*Problem*
Count how many lines below include the string "None", and give that number without anything else.

--- START ---

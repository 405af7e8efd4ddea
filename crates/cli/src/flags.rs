use anyhow::{bail, Context as AnyhowContext, Result};
use clap::Parser;
use mockgen_model::{
    guess_package_name, AuxFile, GenerationRequest, Target, DEFAULT_GO, DEFAULT_RUNTIME_IMPORT,
};
use std::collections::BTreeMap;
use std::path::PathBuf;

#[derive(Parser, Debug)]
#[command(name = "mockgen")]
#[command(about = "Generate gomock mocks for Go interfaces", long_about = None)]
#[command(version)]
pub struct Cli {
    /// Go source file holding the interfaces (source mode)
    #[arg(long, conflicts_with = "archive")]
    pub source: Option<PathBuf>,

    /// Pre-built package model archive of the library (reflect mode)
    #[arg(long)]
    pub archive: Option<PathBuf>,

    /// Import path of the mocked package
    #[arg(long)]
    pub library: Option<String>,

    /// Interfaces to mock, in output order
    #[arg(long, value_delimiter = ',')]
    pub interfaces: Vec<String>,

    /// Package name of the generated file
    #[arg(long)]
    pub package: Option<String>,

    /// Output file
    #[arg(short = 'o', long)]
    pub destination: Option<PathBuf>,

    /// License template prepended to the output as comments
    #[arg(long)]
    pub copyright_file: Option<PathBuf>,

    /// Import path of the output package
    #[arg(long)]
    pub self_package: Option<String>,

    /// Import names for source mode: name=path,...
    #[arg(long, value_delimiter = ',', value_parser = parse_pair)]
    pub imports: Vec<(String, String)>,

    /// Extra source files for embedded interfaces: import_path=file.go,...
    #[arg(long, value_delimiter = ',', value_parser = parse_pair)]
    pub aux_files: Vec<(String, String)>,

    /// Mock type names: Interface=MockName,...
    #[arg(long, value_delimiter = ',', value_parser = parse_pair)]
    pub mock_names: Vec<(String, String)>,

    /// Import path of the call-expectation runtime
    #[arg(long)]
    pub runtime_import: Option<String>,

    /// Go toolchain binary used to run the reflect program
    #[arg(long, env = "MOCKGEN_GO")]
    pub go: Option<String>,

    /// TOML file with a full generation request; flags override it
    #[arg(long)]
    pub config: Option<PathBuf>,

    /// Enable verbose logging
    #[arg(short, long)]
    pub verbose: bool,

    /// Quiet mode: log only warnings/errors
    #[arg(long)]
    pub quiet: bool,
}

fn parse_pair(raw: &str) -> Result<(String, String), String> {
    match raw.split_once('=') {
        Some((key, value)) if !key.is_empty() && !value.is_empty() => {
            Ok((key.trim().to_string(), value.trim().to_string()))
        }
        _ => Err(format!("expected key=value, got {raw:?}")),
    }
}

impl Cli {
    /// Merge the config file (if any) with the flags into one request
    pub fn into_request(self) -> Result<GenerationRequest> {
        let base = match &self.config {
            Some(path) => Some(
                GenerationRequest::from_toml_file(path)
                    .with_context(|| format!("Failed to load config {}", path.display()))?,
            ),
            None => None,
        };

        let mut target = self.select_target(base.as_ref().map(|r| r.target.clone()));
        self.apply_target_overrides(&mut target)?;

        let interfaces = if self.interfaces.is_empty() {
            base
                .as_ref()
                .map(|r| r.interfaces.clone())
                .unwrap_or_default()
        } else {
            self.interfaces.clone()
        };

        let package = match (&self.package, &base) {
            (Some(package), _) => package.clone(),
            (None, Some(base)) => base.package.clone(),
            (None, None) => match target.library() {
                Some(library) => format!("mock_{}", guess_package_name(library)),
                None => bail!("--package is required when the library import path is unknown"),
            },
        };

        let destination = match (&self.destination, &base) {
            (Some(dest), _) => dest.clone(),
            (None, Some(base)) => base.destination.clone(),
            (None, None) => bail!("--destination is required"),
        };

        let mut mock_names = base
            .as_ref()
            .map(|r| r.mock_names.clone())
            .unwrap_or_default();
        mock_names.extend(self.mock_names.iter().cloned());

        Ok(GenerationRequest {
            target,
            interfaces,
            package,
            destination,
            copyright_file: self
                .copyright_file
                .clone()
                .or_else(|| base.as_ref().and_then(|r| r.copyright_file.clone())),
            self_package: self
                .self_package
                .clone()
                .or_else(|| base.as_ref().and_then(|r| r.self_package.clone())),
            mock_names,
            runtime_import: self
                .runtime_import
                .clone()
                .or_else(|| base.as_ref().map(|r| r.runtime_import.clone()))
                .unwrap_or_else(|| DEFAULT_RUNTIME_IMPORT.to_string()),
        })
    }

    fn select_target(&self, base: Option<Target>) -> Target {
        let reflect = || Target::Reflect {
            library: String::new(),
            archive: None,
            go: DEFAULT_GO.to_string(),
        };
        match (&self.source, base) {
            (Some(source), Some(Target::Source {
                library,
                imports,
                aux_files,
                ..
            })) => Target::Source {
                source: source.clone(),
                library,
                imports,
                aux_files,
            },
            (Some(source), _) => Target::Source {
                source: source.clone(),
                library: None,
                imports: BTreeMap::new(),
                aux_files: Vec::new(),
            },
            (None, Some(Target::Source { .. })) if self.archive.is_some() => reflect(),
            (None, Some(target)) => target,
            (None, None) => reflect(),
        }
    }

    fn apply_target_overrides(&self, target: &mut Target) -> Result<()> {
        match target {
            Target::Source {
                library,
                imports,
                aux_files,
                ..
            } => {
                if self.library.is_some() {
                    library.clone_from(&self.library);
                }
                imports.extend(self.imports.iter().cloned());
                aux_files.extend(self.aux_files.iter().map(|(package, path)| AuxFile {
                    package: package.clone(),
                    path: PathBuf::from(path),
                }));
            }
            Target::Reflect {
                library,
                archive,
                go,
            } => {
                if !self.imports.is_empty() || !self.aux_files.is_empty() {
                    bail!("--imports and --aux-files only apply with --source");
                }
                if let Some(value) = &self.library {
                    library.clone_from(value);
                }
                if self.archive.is_some() {
                    archive.clone_from(&self.archive);
                }
                if let Some(value) = &self.go {
                    go.clone_from(value);
                }
            }
        }
        Ok(())
    }
}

--- END ---

*Answer section*
12